Rédigé par 20 h 29 min CDs & DVDs, Critiques

Stupeur et tremblements

Depuis sa résurrection à Beaune en 2006, à Montpellier, puis au TCE en version de concert, Hervé Niquet a eu le temps d’affiner sa lecture de la dernière tragédie lyrique de Marin Marais.
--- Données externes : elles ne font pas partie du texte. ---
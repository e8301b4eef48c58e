//! End-to-end fixup runs against scratch published trees.

use std::fs;

use tempfile::TempDir;

use sitesmith::fixup::{FixOptions, run_fix};

#[test]
fn repairs_mixed_damage_across_a_tree() {
    let tmp = TempDir::new().unwrap();
    let root = tmp.path();

    fs::create_dir_all(root.join("people/abinadi")).unwrap();
    fs::write(
        root.join("people/abinadi/courage.html"),
        "<p>Abinadi\u{e2}\u{20ac}\u{2122}s trial didn\u{FFFD}t end there.</p>",
    )
    .unwrap();
    fs::write(
        root.join("people/abinadi/person-details.json"),
        "{\"description\": \"the peoples\u{FFFD} king\"}",
    )
    .unwrap();
    fs::write(root.join("styles.css"), "/* clean */").unwrap();

    let report = run_fix(&FixOptions {
        root: root.to_path_buf(),
        check: false,
    })
    .unwrap();

    assert_eq!(report.files_scanned, 3);
    assert_eq!(report.files_changed, 2);

    let html = fs::read_to_string(root.join("people/abinadi/courage.html")).unwrap();
    assert_eq!(
        html,
        "<p>Abinadi\u{2019}s trial didn\u{2019}t end there.</p>"
    );
    let json = fs::read_to_string(root.join("people/abinadi/person-details.json")).unwrap();
    assert_eq!(json, "{\"description\": \"the peoples\u{2019} king\"}");
    assert_eq!(fs::read_to_string(root.join("styles.css")).unwrap(), "/* clean */");
}

#[test]
fn check_mode_leaves_tree_untouched() {
    let tmp = TempDir::new().unwrap();
    let root = tmp.path();
    let damaged = "don\u{FFFD}t";
    fs::write(root.join("index.html"), damaged).unwrap();

    let report = run_fix(&FixOptions {
        root: root.to_path_buf(),
        check: true,
    })
    .unwrap();

    assert_eq!(report.files_changed, 1);
    assert_eq!(fs::read_to_string(root.join("index.html")).unwrap(), damaged);
}

#[test]
fn missing_root_is_an_error() {
    let err = run_fix(&FixOptions {
        root: "/no/such/tree".into(),
        check: true,
    })
    .unwrap_err();
    assert_eq!(err.exit_code(), 2);
}
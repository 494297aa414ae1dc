use super::open_library;
use crate::config::Config;
use anyhow::{anyhow, Context, Result};
use clap::Args;
use colored::Colorize;
use mailforge_storage::import_template;
use std::fs;
use std::path::{Path, PathBuf};

#[derive(Debug, Args)]
pub struct ImportArgs {
    /// Template JSON file
    pub file: PathBuf,
}

#[derive(Debug, Args)]
pub struct DeleteArgs {
    /// Template id
    pub id: String,
}

pub fn import(args: ImportArgs, cwd: &Path) -> Result<()> {
    let config = Config::load(cwd)?;
    let path = cwd.join(&args.file);
    let content = fs::read_to_string(&path)
        .with_context(|| format!("Cannot read {}", path.display()))?;
    let template = import_template(&content)?;

    let mut library = open_library(&config, cwd);
    library.save_template(&template);
    tracing::debug!("[Import] Saved {} from {}", template.id, path.display());

    println!(
        "{} Imported {} ({})",
        "✓".green(),
        template.name.bright_white(),
        template.id.dimmed()
    );
    Ok(())
}

pub fn list(cwd: &Path) -> Result<()> {
    let config = Config::load(cwd)?;
    let library = open_library(&config, cwd);
    let templates = library.all_templates();

    if templates.is_empty() {
        println!("{}", "No saved templates".yellow());
        return Ok(());
    }

    for template in &templates {
        println!(
            "{}  {}  {}",
            template.id.dimmed(),
            template.name.bright_white(),
            template.updated_at.format("%Y-%m-%d %H:%M")
        );
    }
    println!();
    println!(
        "{} templates, {} bytes stored",
        templates.len(),
        library.storage_size()
    );
    Ok(())
}

pub fn delete(args: DeleteArgs, cwd: &Path) -> Result<()> {
    let config = Config::load(cwd)?;
    let mut library = open_library(&config, cwd);

    let template = library
        .get_template(&args.id)
        .ok_or_else(|| anyhow!("Template not found: {}", args.id))?;
    library.delete_template(&args.id);
    library.clear_auto_saves(Some(&args.id));
    tracing::debug!("[Delete] Removed {} and its auto-saves", args.id);

    println!("{} Deleted {}", "✓".green(), template.name.bright_white());
    Ok(())
}
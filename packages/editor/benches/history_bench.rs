use criterion::{black_box, criterion_group, criterion_main, Criterion};
use mailforge_document::{ComponentType, IdGenerator, Template, ViewMode};
use mailforge_editor::{Command, EditSession, History, RowPreset, Selection, Snapshot};

/// Template with `sections` sections, each holding a wrapped text and a three-column row
fn build_template(sections: usize) -> Template {
    let mut session =
        EditSession::new(Template::new()).with_id_generator(IdGenerator::from_seed("bench"));

    for _ in 0..sections {
        session.dispatch(Command::AddSection {
            view: ViewMode::Desktop,
            at_index: None,
        });
        let section_id = session
            .selection()
            .section_id()
            .map(str::to_string)
            .unwrap_or_default();
        session.dispatch(Command::AddComponentToSection {
            section_id: section_id.clone(),
            component_type: ComponentType::Text,
            view: ViewMode::Desktop,
        });
        session.dispatch(Command::AddRowTemplate {
            section_id,
            preset: RowPreset::three_column(),
            view: ViewMode::Desktop,
        });
    }

    session.into_template()
}

fn commit_distinct(c: &mut Criterion) {
    let template = build_template(10);

    c.bench_function("history_commit_distinct", |b| {
        b.iter(|| {
            let mut history = History::new();
            for i in 0..60 {
                let mut next = template.clone();
                next.name = format!("rev {}", i);
                history.commit(Snapshot::new(black_box(next), Selection::None));
            }
            history
        })
    });
}

fn commit_identical(c: &mut Criterion) {
    let template = build_template(10);
    let mut history = History::new();
    history.commit(Snapshot::new(template.clone(), Selection::None));

    c.bench_function("history_commit_identical", |b| {
        b.iter(|| history.commit(Snapshot::new(black_box(template.clone()), Selection::None)))
    });
}

fn dispatch_and_undo(c: &mut Criterion) {
    let template = build_template(10);

    c.bench_function("session_dispatch_undo", |b| {
        b.iter(|| {
            let mut session = EditSession::new(template.clone());
            session.dispatch(Command::AddSection {
                view: ViewMode::Desktop,
                at_index: Some(0),
            });
            session.undo()
        })
    });
}

criterion_group!(benches, commit_distinct, commit_identical, dispatch_and_undo);
criterion_main!(benches);
//! Partial updates applied by the `Update*` commands.
//!
//! Scalar fields replace the node's value when present. `properties` is a
//! shallow merge: each key in the patch overwrites the same key of the node's
//! properties record, other keys are kept. The merged record must still
//! deserialize into the node's typed properties, otherwise the patch is
//! rejected as a whole.

use crate::mutations::NoopReason;
use mailforge_document::{Component, ComponentKind, Position, Row, Section};
use serde::de::DeserializeOwned;
use serde::{Deserialize, Serialize};
use serde_json::{Map, Value};

#[derive(Debug, Clone, Default, PartialEq, Serialize, Deserialize)]
#[serde(rename_all = "camelCase")]
pub struct NodePatch {
    #[serde(default, skip_serializing_if = "Option::is_none")]
    pub name: Option<String>,
    #[serde(default, skip_serializing_if = "Option::is_none")]
    pub visible: Option<bool>,
    #[serde(default, skip_serializing_if = "Option::is_none")]
    pub locked: Option<bool>,
    #[serde(default, skip_serializing_if = "Option::is_none")]
    pub properties: Option<Map<String, Value>>,
}

#[derive(Debug, Clone, Default, PartialEq, Serialize, Deserialize)]
#[serde(rename_all = "camelCase")]
pub struct ComponentPatch {
    #[serde(flatten)]
    pub node: NodePatch,
    #[serde(default, skip_serializing_if = "Option::is_none")]
    pub position: Option<Position>,
}

impl NodePatch {
    pub fn new() -> Self {
        Self::default()
    }

    pub fn name(mut self, name: impl Into<String>) -> Self {
        self.name = Some(name.into());
        self
    }

    pub fn visible(mut self, visible: bool) -> Self {
        self.visible = Some(visible);
        self
    }

    pub fn locked(mut self, locked: bool) -> Self {
        self.locked = Some(locked);
        self
    }

    /// Set one key of the properties record (`null` clears optional fields)
    pub fn property(mut self, key: impl Into<String>, value: impl Into<Value>) -> Self {
        self.properties
            .get_or_insert_with(Map::new)
            .insert(key.into(), value.into());
        self
    }

    fn apply_flags(&self, name: &mut String, visible: &mut bool, locked: &mut bool) {
        if let Some(new_name) = &self.name {
            *name = new_name.clone();
        }
        if let Some(new_visible) = self.visible {
            *visible = new_visible;
        }
        if let Some(new_locked) = self.locked {
            *locked = new_locked;
        }
    }

    pub fn apply_to_section(&self, section: &Section) -> Result<Section, NoopReason> {
        let mut next = section.clone();
        self.apply_flags(&mut next.name, &mut next.visible, &mut next.locked);
        if let Some(properties) = &self.properties {
            next.properties = merge_record(&section.properties, properties)?;
        }
        Ok(next)
    }

    pub fn apply_to_row(&self, row: &Row) -> Result<Row, NoopReason> {
        let mut next = row.clone();
        self.apply_flags(&mut next.name, &mut next.visible, &mut next.locked);
        if let Some(properties) = &self.properties {
            next.properties = merge_record(&row.properties, properties)?;
            if next.properties.columns == 0 {
                return Err(NoopReason::InvalidPatch(
                    "columns must be at least 1".to_string(),
                ));
            }
        }
        Ok(next)
    }
}

impl ComponentPatch {
    pub fn new() -> Self {
        Self::default()
    }

    pub fn with_node(node: NodePatch) -> Self {
        Self {
            node,
            position: None,
        }
    }

    pub fn property(mut self, key: impl Into<String>, value: impl Into<Value>) -> Self {
        self.node = self.node.property(key, value);
        self
    }

    pub fn position(mut self, position: Position) -> Self {
        self.position = Some(position);
        self
    }

    pub fn apply_to_component(&self, component: &Component) -> Result<Component, NoopReason> {
        let mut next = component.clone();
        self.node
            .apply_flags(&mut next.name, &mut next.visible, &mut next.locked);

        if let Some(properties) = &self.node.properties {
            let mut record = component.kind.properties_json().map_err(invalid)?;
            merge_into(&mut record, properties);
            next.kind = ComponentKind::from_properties_json(component.component_type(), record)
                .map_err(invalid)?;
        }

        if let Some(position) = &self.position {
            next.position = position.clone();
        }

        Ok(next)
    }
}

/// Shallow-merge `patch` over the JSON form of `current`
pub fn merge_record<T>(current: &T, patch: &Map<String, Value>) -> Result<T, NoopReason>
where
    T: Serialize + DeserializeOwned,
{
    let mut record = serde_json::to_value(current).map_err(invalid)?;
    merge_into(&mut record, patch);
    serde_json::from_value(record).map_err(invalid)
}

fn merge_into(record: &mut Value, patch: &Map<String, Value>) {
    if !record.is_object() {
        *record = Value::Object(Map::new());
    }
    if let Value::Object(fields) = record {
        for (key, value) in patch {
            fields.insert(key.clone(), value.clone());
        }
    }
}

fn invalid(err: serde_json::Error) -> NoopReason {
    NoopReason::InvalidPatch(err.to_string())
}
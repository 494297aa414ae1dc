//! Periodic auto-save of the open template

use crate::kv::KeyValueStore;
use crate::library::TemplateLibrary;
use mailforge_document::Template;
use std::future::Future;
use std::time::Duration;
use tokio::sync::watch;
use tokio::time::MissedTickBehavior;

/// Tracks the last persisted serialization so unchanged templates are skipped
#[derive(Debug, Default)]
pub struct AutoSaver {
    last_saved: Option<String>,
}

impl AutoSaver {
    pub fn new() -> Self {
        Self::default()
    }

    /// Persist `template` if it changed since the last save
    ///
    /// Upserts it into the library, records it as the current template and,
    /// when auto-save is enabled, appends a snapshot. Returns whether a save
    /// happened.
    pub fn tick<S: KeyValueStore>(
        &mut self,
        library: &mut TemplateLibrary<S>,
        template: &Template,
    ) -> bool {
        let serialized = match serde_json::to_string(template) {
            Ok(serialized) => serialized,
            Err(err) => {
                tracing::error!("[AutoSave] Failed to serialize template: {}", err);
                return false;
            }
        };
        if self.last_saved.as_deref() == Some(serialized.as_str()) {
            return false;
        }

        library.save_template(template);
        library.save_current_template(template);
        if library.settings().auto_save {
            library.save_auto_save(template);
        }
        self.last_saved = Some(serialized);

        tracing::debug!("[AutoSave] Saved template {}", template.id);
        true
    }
}

/// Save the latest template from `templates` every `autoSaveInterval` seconds
///
/// Interval ticks are skipped while auto-save is disabled in settings. Once
/// `shutdown` resolves, a final save runs regardless. Returns the number of
/// saves performed.
pub async fn run_autosave<S, F>(
    library: &mut TemplateLibrary<S>,
    mut templates: watch::Receiver<Template>,
    shutdown: F,
) -> usize
where
    S: KeyValueStore,
    F: Future<Output = ()>,
{
    let settings = library.settings();
    let period = Duration::from_secs(settings.auto_save_interval.max(1));
    let mut interval = tokio::time::interval(period);
    interval.set_missed_tick_behavior(MissedTickBehavior::Delay);

    tracing::info!(
        "[AutoSave] Running every {}s (enabled: {})",
        period.as_secs(),
        settings.auto_save
    );

    let mut saver = AutoSaver::new();
    let mut saves = 0;
    tokio::pin!(shutdown);

    loop {
        tokio::select! {
            _ = &mut shutdown => {
                let template = templates.borrow_and_update().clone();
                if saver.tick(library, &template) {
                    saves += 1;
                }
                tracing::info!("[AutoSave] Stopped after {} saves", saves);
                return saves;
            }
            _ = interval.tick() => {
                if !library.settings().auto_save {
                    continue;
                }
                let template = templates.borrow_and_update().clone();
                if saver.tick(library, &template) {
                    saves += 1;
                }
            }
        }
    }
}
use crate::component::Component;
use crate::template::{Row, Section, Template, TemplateView, ViewMode};
use std::collections::HashMap;

/// Visitor pattern for traversing a template immutably
///
/// This trait provides default implementations that walk the entire tree.
/// Override specific visit_* methods to perform custom actions on nodes.
pub trait Visitor: Sized {
    fn visit_template(&mut self, template: &Template) {
        walk_template(self, template);
    }

    fn visit_view(&mut self, mode: ViewMode, view: &TemplateView) {
        walk_view(self, mode, view);
    }

    fn visit_section(&mut self, section: &Section) {
        walk_section(self, section);
    }

    fn visit_row(&mut self, row: &Row) {
        walk_row(self, row);
    }

    fn visit_component(&mut self, _component: &Component) {
        // Leaf node, no children to walk
    }
}

pub fn walk_template<V: Visitor>(visitor: &mut V, template: &Template) {
    visitor.visit_view(ViewMode::Desktop, &template.views.desktop);
    visitor.visit_view(ViewMode::Mobile, &template.views.mobile);
}

pub fn walk_view<V: Visitor>(visitor: &mut V, _mode: ViewMode, view: &TemplateView) {
    for section in &view.sections {
        visitor.visit_section(section);
    }
}

pub fn walk_section<V: Visitor>(visitor: &mut V, section: &Section) {
    for row in &section.rows {
        visitor.visit_row(row);
    }
}

pub fn walk_row<V: Visitor>(visitor: &mut V, row: &Row) {
    for component in &row.components {
        visitor.visit_component(component);
    }
}

#[derive(Default)]
struct IdCollector {
    ids: Vec<String>,
}

impl Visitor for IdCollector {
    fn visit_section(&mut self, section: &Section) {
        self.ids.push(section.id.clone());
        walk_section(self, section);
    }

    fn visit_row(&mut self, row: &Row) {
        self.ids.push(row.id.clone());
        walk_row(self, row);
    }

    fn visit_component(&mut self, component: &Component) {
        self.ids.push(component.id.clone());
    }
}

/// Every node id in the template, both views, in tree order
pub fn collect_ids(template: &Template) -> Vec<String> {
    let mut collector = IdCollector::default();
    collector.visit_template(template);
    collector.ids
}

/// Ids that occur more than once anywhere in the template
pub fn duplicate_ids(template: &Template) -> Vec<String> {
    let mut counts: HashMap<String, usize> = HashMap::new();
    let mut order = Vec::new();
    for id in collect_ids(template) {
        let count = counts.entry(id.clone()).or_insert(0);
        *count += 1;
        if *count == 2 {
            order.push(id);
        }
    }
    order
}

/// Count of sections, rows and components in one view
#[derive(Debug, Default, Clone, Copy, PartialEq, Eq)]
pub struct NodeCounts {
    pub sections: usize,
    pub rows: usize,
    pub components: usize,
}

impl Visitor for NodeCounts {
    fn visit_section(&mut self, section: &Section) {
        self.sections += 1;
        walk_section(self, section);
    }

    fn visit_row(&mut self, row: &Row) {
        self.rows += 1;
        walk_row(self, row);
    }

    fn visit_component(&mut self, _component: &Component) {
        self.components += 1;
    }
}

impl NodeCounts {
    pub fn of_view(template: &Template, mode: ViewMode) -> Self {
        let mut counts = NodeCounts::default();
        counts.visit_view(mode, template.view(mode));
        counts
    }
}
Trois ans après le succès d’Alcyone et de sa mémorable Tempeste, le compositeur récidive avec une Sémélé tout aussi audacieuse…

Marin MARAIS (1656-1728)

Sémélé

Tragédie lyrique en un Prologue et cinq actes sur un livret d’Antoine Houdar de La Motte.

 

Shannon Mercer (Sémélé), Jaël Azaretti (La Grande Prêtresse de Bacchus), Bénédicte Tauran (Dorine)
Hjördis Thébault (Junon), Anders J. Dahlin (Adraste), Thomas Dolié (Jupiter), Marc Labonnette (Cadmus, le Grand-Prêtre de Bacchus), Lisandro Abadie (Mercure)

Le Concert Spirituel
Direction Hervé Niquet

75’59 + 61’27, 2 Cds sous forme de livre-disque en édition limitée à 5099 exemplaires, Glossa, enr. 2007.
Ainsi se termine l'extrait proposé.